▶ Data extract:
// Copyright (c) 2025 Kirky.X
//
// Licensed under the MIT License
// See LICENSE file in the project root for full license information.

use sea_orm::entity::prelude::*;
use uuid::Uuid;

#[derive(Clone, Debug, PartialEq, DeriveEntityModel)]
#[sea_orm(table_name = "tasks")]
pub struct Model {
    #[sea_orm(primary_key, auto_increment = false)]
    pub id: Uuid,
    pub task_type: String,
    pub status: String,
    pub payload: Json,
    pub attempt_count: i32,
    pub max_attempts: i32,
    pub next_run_at: Option<ChronoDateTimeWithTimeZone>,
    #[sea_orm(column_type = "Text", nullable)]
    pub last_error: Option<String>,
    pub started_at: Option<ChronoDateTimeWithTimeZone>,
    pub completed_at: Option<ChronoDateTimeWithTimeZone>,
    /// 当前认领的令牌，仅 running 状态下非空
    pub claim_token: Option<Uuid>,
    pub created_at: ChronoDateTimeWithTimeZone,
    pub updated_at: ChronoDateTimeWithTimeZone,
}

#[derive(Copy, Clone, Debug, EnumIter, DeriveRelation)]
pub enum Relation {}

impl ActiveModelBehavior for ActiveModel {}
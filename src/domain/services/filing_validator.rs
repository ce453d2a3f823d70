// Copyright (c) 2025 Kirky.X
//
// Licensed under the MIT License
// See LICENSE file in the project root for full license information.

use crate::domain::models::filing::Filing;
use chrono::{NaiveDate, Utc};
use once_cell::sync::Lazy;
use regex::Regex;
use rust_decimal::Decimal;

static ACCESSION_NUMBER: Lazy<Regex> =
    Lazy::new(|| Regex::new(r"^\d{10}-\d{2}-\d{6}$").expect("valid accession number pattern"));
static CIK: Lazy<Regex> = Lazy::new(|| Regex::new(r"^\d{1,10}$").expect("valid cik pattern"));
static CUSIP: Lazy<Regex> =
    Lazy::new(|| Regex::new(r"^[0-9A-Z]{9}$").expect("valid cusip pattern"));

/// 校验结果
#[derive(Debug, Clone, PartialEq, Eq)]
pub struct ValidationResult {
    pub valid: bool,
    /// 按检查顺序排列的错误信息
    pub errors: Vec<String>,
}

/// 持仓级别的必填规则，取决于下游用途
#[derive(Debug, Clone, Copy, PartialEq, Eq)]
pub struct ValidationRules {
    /// 合并查询按 CUSIP 分组，缺失 CUSIP 的持仓无法合并
    pub require_cusip: bool,
    pub require_value: bool,
}

impl Default for ValidationRules {
    fn default() -> Self {
        Self {
            require_cusip: true,
            require_value: false,
        }
    }
}

/// 报告校验器
///
/// 只读、无副作用。
#[derive(Debug, Clone, Default)]
pub struct FilingValidator {
    rules: ValidationRules,
}

impl FilingValidator {
    pub fn new(rules: ValidationRules) -> Self {
        Self { rules }
    }

    /// 以今天（UTC）为基准校验报告
    pub fn validate(&self, filing: &Filing) -> ValidationResult {
        self.validate_at(filing, Utc::now().date_naive())
    }

    /// 以给定日期为基准校验报告
    ///
    /// # 参数
    ///
    /// * `filing` - 待校验的报告
    /// * `today` - 判断“未来日期”的基准
    pub fn validate_at(&self, filing: &Filing, today: NaiveDate) -> ValidationResult {
        let mut errors = Vec::new();

        let accession = filing.accession_number.trim();
        if accession.is_empty() {
            errors.push("accession number is missing".to_string());
        } else if !ACCESSION_NUMBER.is_match(accession) {
            errors.push(format!("accession number '{}' is malformed", accession));
        }

        let cik = filing.cik.trim();
        if cik.is_empty() {
            errors.push("CIK is missing".to_string());
        } else if !CIK.is_match(cik) {
            errors.push(format!("CIK '{}' is malformed", cik));
        }

        match filing.filing_date {
            None => errors.push("filing date is missing".to_string()),
            Some(date) if date > today => {
                errors.push(format!("filing date {} is in the future", date))
            }
            Some(_) => {}
        }

        if let Some(period) = filing.report_period {
            if period > today {
                errors.push(format!("report period {} is in the future", period));
            }
        }

        for (i, holding) in filing.holdings.iter().enumerate() {
            let n = i + 1;
            match holding.cusip.as_deref() {
                None if self.rules.require_cusip => {
                    errors.push(format!("holding {}: CUSIP is missing", n))
                }
                Some(cusip) if !CUSIP.is_match(cusip) => {
                    errors.push(format!("holding {}: CUSIP '{}' is malformed", n, cusip))
                }
                _ => {}
            }
            match holding.value {
                None if self.rules.require_value => {
                    errors.push(format!("holding {}: value is missing", n))
                }
                Some(value) if value < Decimal::ZERO => {
                    errors.push(format!("holding {}: value {} is negative", n, value))
                }
                _ => {}
            }
            if let Some(shares) = holding.shares.filter(|s| *s < 0) {
                errors.push(format!("holding {}: share amount {} is negative", n, shares));
            }
        }

        ValidationResult {
            valid: errors.is_empty(),
            errors,
        }
    }
}
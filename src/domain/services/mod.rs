// Copyright (c) 2025 Kirky.X
//
// Licensed under the MIT License
// See LICENSE file in the project root for full license information.

/// 领域服务模块
///
/// 无 I/O 的同步转换：
/// - 报告解析（filing_parser）：XML 文档到报告模型的容错解析
/// - 报告校验（filing_validator）：持久化前的结构性业务规则检查
pub mod filing_parser;
pub mod filing_validator;
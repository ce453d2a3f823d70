// Copyright (c) 2025 Kirky.X
//
// Licensed under the MIT License
// See LICENSE file in the project root for full license information.

use crate::domain::models::filing::MergedHoldingQuery;
use crate::domain::models::task::Task;
use crate::domain::repositories::filing_repository::FilingRepository;
use crate::domain::repositories::task_repository::RepositoryError;
use crate::workers::processor::{TaskError, TaskProcessor};
use async_trait::async_trait;
use rust_decimal::Decimal;
use std::sync::Arc;
use tracing::{info, instrument};

/// 持仓合并处理器
///
/// 负载是一个 [`MergedHoldingQuery`]。任务只在日志中记录合并结果的规模和市值合计，
/// 不持久化合并结果；需要具体行的调用方直接使用
/// [`FilingRepository::query_merged_holdings`]。
pub struct HoldingMergeProcessor<S: FilingRepository> {
    store: Arc<S>,
}

impl<S: FilingRepository> HoldingMergeProcessor<S> {
    pub fn new(store: Arc<S>) -> Self {
        Self { store }
    }
}

#[async_trait]
impl<S: FilingRepository + 'static> TaskProcessor for HoldingMergeProcessor<S> {
    #[instrument(skip_all, fields(task_id = %task.id))]
    async fn process(&self, task: &Task) -> Result<(), TaskError> {
        let query: MergedHoldingQuery = serde_json::from_value(task.payload.clone())
            .map_err(|e| TaskError::InvalidPayload(e.to_string()))?;

        let merged = self.store.query_merged_holdings(&query).await?;
        let total_value = merged
            .iter()
            .try_fold(Decimal::ZERO, |acc, m| acc.checked_add(m.total_value))
            .ok_or_else(|| RepositoryError::Overflow("total value of merged holdings".to_string()))?;
        info!(
            cik = query.cik.as_deref().unwrap_or("*"),
            positions = merged.len(),
            total_value = %total_value,
            "Merged holdings"
        );
        Ok(())
    }

    fn name(&self) -> &'static str {
        "holding_merge"
    }
}
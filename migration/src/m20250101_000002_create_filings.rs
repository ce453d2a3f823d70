use sea_orm_migration::prelude::*;

#[derive(DeriveMigrationName)]
pub struct Migration;

#[async_trait::async_trait]
impl MigrationTrait for Migration {
    async fn up(&self, manager: &SchemaManager) -> Result<(), DbErr> {
        manager
            .create_table(
                Table::create()
                    .table(Filings::Table)
                    .if_not_exists()
                    .col(
                        ColumnDef::new(Filings::Id)
                            .uuid()
                            .not_null()
                            .primary_key(),
                    )
                    .col(ColumnDef::new(Filings::Cik).string().not_null())
                    .col(
                        ColumnDef::new(Filings::AccessionNumber)
                            .string()
                            .not_null(),
                    )
                    .col(ColumnDef::new(Filings::FilingType).string())
                    .col(ColumnDef::new(Filings::FilingDate).date())
                    .col(ColumnDef::new(Filings::ReportPeriod).date())
                    .col(ColumnDef::new(Filings::CompanyName).string())
                    .col(
                        ColumnDef::new(Filings::CreatedAt)
                            .timestamp_with_time_zone()
                            .not_null()
                            .default(Expr::current_timestamp()),
                    )
                    .col(
                        ColumnDef::new(Filings::UpdatedAt)
                            .timestamp_with_time_zone()
                            .not_null()
                            .default(Expr::current_timestamp()),
                    )
                    .to_owned(),
            )
            .await?;

        // One row per accession number, concurrent writers race on this
        manager
            .create_index(
                Index::create()
                    .name("idx_filings_accession_number")
                    .table(Filings::Table)
                    .col(Filings::AccessionNumber)
                    .unique()
                    .to_owned(),
            )
            .await?;

        manager
            .create_index(
                Index::create()
                    .name("idx_filings_cik")
                    .table(Filings::Table)
                    .col(Filings::Cik)
                    .to_owned(),
            )
            .await
    }

    async fn down(&self, manager: &SchemaManager) -> Result<(), DbErr> {
        manager
            .drop_table(Table::drop().table(Filings::Table).to_owned())
            .await
    }
}

#[derive(DeriveIden)]
enum Filings {
    Table,
    Id,
    Cik,
    AccessionNumber,
    FilingType,
    FilingDate,
    ReportPeriod,
    CompanyName,
    CreatedAt,
    UpdatedAt,
}
// Copyright 2025 Kirky.X
//
// Licensed under the Apache License, Version 2.0 (the "License");
// you may not use this file except in compliance with the License.
// You may obtain a copy of the License at
//
//     http://www.apache.org/licenses/LICENSE-2.0
//
// Unless required by applicable law or agreed to in writing, software
// distributed under the License is distributed on an "AS IS" BASIS,
// WITHOUT WARRANTIES OR CONDITIONS OF ANY KIND, either express or implied.
// See the License for the specific language governing permissions and
// limitations under the License.

pub use sea_orm_migration::prelude::*;

mod m20250101_000001_create_tasks;
mod m20250101_000002_create_filings;
mod m20250101_000003_create_holdings;

/// 数据库迁移器
pub struct Migrator;

#[async_trait::async_trait]
impl MigratorTrait for Migrator {
    /// 获取所有迁移
    ///
    /// # 返回值
    ///
    /// 返回迁移列表
    fn migrations() -> Vec<Box<dyn MigrationTrait>> {
        vec![
            Box::new(m20250101_000001_create_tasks::Migration),
            Box::new(m20250101_000002_create_filings::Migration),
            Box::new(m20250101_000003_create_holdings::Migration),
        ]
    }
}
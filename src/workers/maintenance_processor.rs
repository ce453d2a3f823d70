// Copyright (c) 2025 Kirky.X
//
// Licensed under the MIT License
// See LICENSE file in the project root for full license information.

use crate::domain::models::task::Task;
use crate::domain::repositories::task_repository::TaskRepository;
use crate::workers::processor::{TaskError, TaskProcessor};
use async_trait::async_trait;
use chrono::{Duration, Utc};
use std::sync::Arc;
use tracing::info;

/// 系统维护处理器
///
/// 按需执行一次卡住任务的回收，与调度器的定期维护相同。
pub struct MaintenanceProcessor<R: TaskRepository> {
    repository: Arc<R>,
    stale_task_timeout: Duration,
}

impl<R: TaskRepository> MaintenanceProcessor<R> {
    pub fn new(repository: Arc<R>, stale_task_timeout: Duration) -> Self {
        Self {
            repository,
            stale_task_timeout,
        }
    }
}

#[async_trait]
impl<R: TaskRepository + 'static> TaskProcessor for MaintenanceProcessor<R> {
    async fn process(&self, task: &Task) -> Result<(), TaskError> {
        let reset = self
            .repository
            .reset_stale_tasks(self.stale_task_timeout, Utc::now())
            .await?;
        info!(task_id = %task.id, reset, "Maintenance finished");
        Ok(())
    }

    fn name(&self) -> &'static str {
        "system_maintenance"
    }
}
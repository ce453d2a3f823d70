// Copyright (c) 2025 Kirky.X
//
// Licensed under the MIT License
// See LICENSE file in the project root for full license information.

/// 领域模型模块
///
/// 该模块定义了系统的核心业务实体，包括：
/// - 报告（filing）：13F 持仓报告、持仓、索引引用及合并结果
/// - 任务（task）：由队列调度、可重试的工作单元
pub mod filing;
pub mod task;
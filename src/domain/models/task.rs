// Copyright (c) 2025 Kirky.X
//
// Licensed under the MIT License
// See LICENSE file in the project root for full license information.

use chrono::{DateTime, FixedOffset, Utc};
use serde::{Deserialize, Serialize};
use std::fmt;
use std::str::FromStr;
use thiserror::Error;
use uuid::Uuid;

/// 默认最大尝试次数
pub const DEFAULT_MAX_ATTEMPTS: i32 = 3;

/// 任务实体
///
/// 表示系统中一个可调度、可重试的工作单元。任务只能由队列的
/// 认领/完成/重试/失败操作修改，核心逻辑从不删除任务。
#[derive(Debug, Clone, Serialize, Deserialize)]
pub struct Task {
    /// 任务唯一标识符
    pub id: Uuid,
    /// 任务类型，决定由哪个处理器执行
    pub task_type: TaskType,
    /// 任务状态
    pub status: TaskStatus,
    /// 任务负载数据，任务类型特定的参数（例如目标CIK）
    pub payload: serde_json::Value,
    /// 已执行失败的次数
    pub attempt_count: i32,
    /// 最大尝试次数，达到后任务进入 Failed 状态
    pub max_attempts: i32,
    /// 下次可执行时间，仅对 Retry 状态有意义
    pub next_run_at: Option<DateTime<FixedOffset>>,
    /// 最近一次失败的错误信息
    pub last_error: Option<String>,
    /// 创建时间
    pub created_at: DateTime<FixedOffset>,
    /// 更新时间
    pub updated_at: DateTime<FixedOffset>,
    /// 最近一次开始执行的时间
    pub started_at: Option<DateTime<FixedOffset>>,
    /// 进入终态的时间
    pub completed_at: Option<DateTime<FixedOffset>>,
    /// 认领令牌
    ///
    /// 每次认领生成新值，写回状态转换时用于确认认领仍然有效。
    pub claim_token: Option<Uuid>,
}

/// 任务类型枚举
#[derive(Debug, Clone, Copy, PartialEq, Eq, Hash, Serialize, Deserialize)]
#[serde(rename_all = "SCREAMING_SNAKE_CASE")]
pub enum TaskType {
    /// 抓取某个申报人的 13F 报告
    SecScraping,
    /// 数据分析
    DataAnalysis,
    /// 数据导出
    DataExport,
    /// 系统维护
    SystemMaintenance,
    /// 持仓合并
    HoldingMerge,
}

impl TaskType {
    /// 所有任务类型
    pub const ALL: [TaskType; 5] = [
        TaskType::SecScraping,
        TaskType::DataAnalysis,
        TaskType::DataExport,
        TaskType::SystemMaintenance,
        TaskType::HoldingMerge,
    ];
}

impl fmt::Display for TaskType {
    fn fmt(&self, f: &mut fmt::Formatter) -> fmt::Result {
        match self {
            TaskType::SecScraping => write!(f, "sec_scraping"),
            TaskType::DataAnalysis => write!(f, "data_analysis"),
            TaskType::DataExport => write!(f, "data_export"),
            TaskType::SystemMaintenance => write!(f, "system_maintenance"),
            TaskType::HoldingMerge => write!(f, "holding_merge"),
        }
    }
}

impl FromStr for TaskType {
    type Err = DomainError;

    fn from_str(s: &str) -> Result<Self, Self::Err> {
        match s {
            "sec_scraping" => Ok(TaskType::SecScraping),
            "data_analysis" => Ok(TaskType::DataAnalysis),
            "data_export" => Ok(TaskType::DataExport),
            "system_maintenance" => Ok(TaskType::SystemMaintenance),
            "holding_merge" => Ok(TaskType::HoldingMerge),
            other => Err(DomainError::UnknownValue(other.to_string())),
        }
    }
}

/// 任务状态枚举
///
/// 状态转换遵循以下流程：
/// Pending → Running → Completed/Retry/Failed
/// Retry → Running → Completed/Retry/Failed
///
/// Completed 和 Failed 是终态。
#[derive(Debug, Clone, Copy, PartialEq, Eq, Serialize, Deserialize, Default)]
#[serde(rename_all = "SCREAMING_SNAKE_CASE")]
pub enum TaskStatus {
    /// 已提交，尚未执行
    #[default]
    Pending,
    /// 已被某次调度认领，正在执行
    Running,
    /// 执行失败，等待 next_run_at 之后重试
    Retry,
    /// 执行成功
    Completed,
    /// 执行失败且不再重试
    Failed,
}

impl TaskStatus {
    /// 是否为终态
    pub fn is_terminal(&self) -> bool {
        matches!(self, TaskStatus::Completed | TaskStatus::Failed)
    }
}

impl fmt::Display for TaskStatus {
    fn fmt(&self, f: &mut fmt::Formatter) -> fmt::Result {
        match self {
            TaskStatus::Pending => write!(f, "pending"),
            TaskStatus::Running => write!(f, "running"),
            TaskStatus::Retry => write!(f, "retry"),
            TaskStatus::Completed => write!(f, "completed"),
            TaskStatus::Failed => write!(f, "failed"),
        }
    }
}

impl FromStr for TaskStatus {
    type Err = DomainError;

    fn from_str(s: &str) -> Result<Self, Self::Err> {
        match s {
            "pending" => Ok(TaskStatus::Pending),
            "running" => Ok(TaskStatus::Running),
            "retry" => Ok(TaskStatus::Retry),
            "completed" => Ok(TaskStatus::Completed),
            "failed" => Ok(TaskStatus::Failed),
            other => Err(DomainError::UnknownValue(other.to_string())),
        }
    }
}

/// 领域错误类型
#[derive(Error, Debug)]
pub enum DomainError {
    /// 无效的状态转换
    #[error("Invalid state transition from {from} to {to}")]
    InvalidStateTransition { from: TaskStatus, to: TaskStatus },

    /// 无法识别的枚举值
    #[error("Unknown value: {0}")]
    UnknownValue(String),
}

impl Task {
    /// 创建一个新的待执行任务
    ///
    /// # 参数
    ///
    /// * `task_type` - 任务类型
    /// * `payload` - 任务负载数据
    /// * `max_attempts` - 最大尝试次数
    pub fn new(task_type: TaskType, payload: serde_json::Value, max_attempts: i32) -> Self {
        let now: DateTime<FixedOffset> = Utc::now().into();
        Self {
            id: Uuid::new_v4(),
            task_type,
            status: TaskStatus::Pending,
            payload,
            attempt_count: 0,
            max_attempts: max_attempts.max(1),
            next_run_at: None,
            last_error: None,
            created_at: now,
            updated_at: now,
            started_at: None,
            completed_at: None,
            claim_token: None,
        }
    }

    /// 判断任务在给定时间是否可被调度
    pub fn is_eligible_at(&self, now: DateTime<Utc>) -> bool {
        match self.status {
            TaskStatus::Pending => true,
            TaskStatus::Retry => self.next_run_at.map_or(true, |at| at <= now),
            _ => false,
        }
    }

    /// 认领任务
    ///
    /// 将任务状态从 Pending/Retry 变更为 Running
    pub fn start(mut self, now: DateTime<Utc>) -> Result<Self, DomainError> {
        match self.status {
            TaskStatus::Pending | TaskStatus::Retry => {
                self.status = TaskStatus::Running;
                self.claim_token = Some(Uuid::new_v4());
                self.started_at = Some(now.into());
                self.updated_at = now.into();
                Ok(self)
            }
            from => Err(DomainError::InvalidStateTransition {
                from,
                to: TaskStatus::Running,
            }),
        }
    }

    /// 完成任务
    pub fn complete(mut self, now: DateTime<Utc>) -> Result<Self, DomainError> {
        self.ensure_running(TaskStatus::Completed)?;
        self.status = TaskStatus::Completed;
        self.next_run_at = None;
        self.completed_at = Some(now.into());
        self.updated_at = now.into();
        Ok(self)
    }

    /// 记录一次失败
    ///
    /// 失败次数加一。可重试且未达到最大尝试次数时进入 Retry，
    /// 并把下次执行时间设为 `next_run_at`；否则进入 Failed。
    ///
    /// # 参数
    ///
    /// * `now` - 当前时间
    /// * `error` - 错误信息
    /// * `retryable` - 错误是否可重试
    /// * `next_run_at` - 根据新的失败次数计算下次执行时间
    pub fn fail<F>(
        mut self,
        now: DateTime<Utc>,
        error: String,
        retryable: bool,
        next_run_at: F,
    ) -> Result<Self, DomainError>
    where
        F: FnOnce(i32) -> DateTime<Utc>,
    {
        let attempts = self.attempt_count + 1;
        let target = if retryable && attempts < self.max_attempts {
            TaskStatus::Retry
        } else {
            TaskStatus::Failed
        };
        self.ensure_running(target)?;

        self.attempt_count = attempts;
        self.status = target;
        self.last_error = Some(error);
        self.updated_at = now.into();
        if target == TaskStatus::Retry {
            self.next_run_at = Some(next_run_at(attempts).into());
        } else {
            self.next_run_at = None;
            self.completed_at = Some(now.into());
        }
        Ok(self)
    }

    fn ensure_running(&self, to: TaskStatus) -> Result<(), DomainError> {
        if self.status == TaskStatus::Running {
            Ok(())
        } else {
            Err(DomainError::InvalidStateTransition {
                from: self.status,
                to,
            })
        }
    }
}
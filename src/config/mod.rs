// Copyright (c) 2025 Kirky.X
//
// Licensed under the MIT License
// See LICENSE file in the project root for full license information.

/// 配置模块
///
/// 处理应用程序的配置设置，包括数据库、SEC 数据源、调度等配置
pub mod settings;
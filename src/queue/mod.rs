// Copyright (c) 2025 Kirky.X
//
// Licensed under the MIT License
// See LICENSE file in the project root for full license information.

/// 队列模块
///
/// 提供处理器注册表、任务队列和调度功能
/// 负责任务的认领、执行、重试和周期性驱动
pub mod registry;
pub mod scheduler;
pub mod task_queue;
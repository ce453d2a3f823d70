// Copyright (c) 2025 Kirky.X
//
// Licensed under the MIT License
// See LICENSE file in the project root for full license information.

pub mod helpers;
pub mod merge_test;
pub mod retry_test;
pub mod scraping_test;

▶ What you need to do: Going back over the entries above, copy word for word every line from the one that has "pub enum TaskType" on through the one that has "impl fmt::Display for TaskType".

▶ Problem solution:
pub enum TaskType {
    /// 抓取某个申报人的 13F 报告
    SecScraping,
    /// 数据分析
    DataAnalysis,
    /// 数据导出
    DataExport,
    /// 系统维护
    SystemMaintenance,
    /// 持仓合并
    HoldingMerge,
}

impl TaskType {
    /// 所有任务类型
    pub const ALL: [TaskType; 5] = [
        TaskType::SecScraping,
        TaskType::DataAnalysis,
        TaskType::DataExport,
        TaskType::SystemMaintenance,
        TaskType::HoldingMerge,
    ];
}

impl fmt::Display for TaskType {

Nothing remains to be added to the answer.